Bu tip projelerin mutlaka faydaları vardır, ancak bu sadece azınlık toplumlarının görevi olmamalıdır. Öncelikle devletin inisiyatifi ve önderliğinde STK ve basın yayın kurumlarının katılımı çok önemlidir. Bütün bunların başı ise eğitim sistemimize küçük yaşlardan farklılıklarımızı tanıma ve birlikte yaşama kültür ve anlayışının yerleştirilmesi gerekliliğidir.
Türkiye’deki diğer dinî azınlık toplumlarıyla ilişkilerinizi nasıl değerlendiriyorsunuz?
İlişkilerimiz sağlam, sağlıklı ve yapıcı bir şekilde devam etmektedir. 2008 yılında kabul edilen Vakıflar Yasası gereği Vakıflar Genel Meclisinde Cemaat vakıflarının bir temsilcisinin olmasının da bu ilişkilerin pekiştirilmesine büyük katkısı olmaktadır. Ancak bu bağlamda “azınlık” kelimesi yerine laik cumhuriyetin tanımı çerçevesinde sadece sayıca daha az olduğumuz bir dinin mensupları olduğumuzu vurgulamak isteriz.

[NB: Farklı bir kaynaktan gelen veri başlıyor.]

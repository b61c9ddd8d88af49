//! Structural operations and sequence combinators over the value model
//! defined in `scheme-core`: cycle-safe list walking, `equal?`, deep
//! copy, `display`/`write`/`pretty-print`, the cons-list primitive
//! family, the polymorphic list/vector/string combinator algebra, and
//! the lazy stream layer.

pub mod combinators;
pub mod copy;
pub mod cycle;
pub mod equal;
pub mod list_ops;
pub mod reader_iface;
pub mod seqview;
pub mod serialize;
pub mod streams;

pub use copy::deep_copy;
pub use cycle::{classify, is_circular, is_proper_list, CycleSafeIter, ListShape};
pub use equal::equal;
pub use reader_iface::Reader;
pub use serialize::{display, pretty_print, write, AtomFormat};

Vakıflar Yasası’nda yapılan değişiklikler ile azınlıkların mülk edinme ve el konulmuş mallarını geri almasının önü açıldı, ancak sorun tam olarak çözülmüş görünmüyor. Türkiye’deki Yahudi cemaatini ilgilendiren bu ve benzeri hukuki alanlarda çözülmesi gereken ne gibi sorunlar var?
Vakıflar Yasası’nda yapılan değişiklikler geçmişin birçok acısını tamir eder nitelikte olmuştur. İade konusundaki olası ihtilaflar için de hukuk yolunun açılmış olması etkin kısımlarındandır. Ayrıca sosyal alanda yapılacak bazı yeni hukuki adım ve değişikliklerin anayasamızın eşitlik temelinde eksik kalan konuları da düzelteceğine inanıyor ve bu konuları karşılıklı olarak görüşüyoruz.
Türkiye’deki Yahudi cemaatinin en öncelikli 3 sorunu nedir?
Demografik azalım, eşit vatandaşlık konusundaki eksiklikler (manevi & maddi) ve nefret söylemi ile kapsamlı ve sürekli mücadele.
Son olarak, Türkiye Yahudi toplumunun Türkiye toplumu ve siyasetinden beklentileri nelerdir?
Kısaca Cumhuriyetimizin temel ilkelerinden “Yurtta Sulh Cihanda Sulh” hepimizin ortak beklentisi ve hedefi olmalıdır.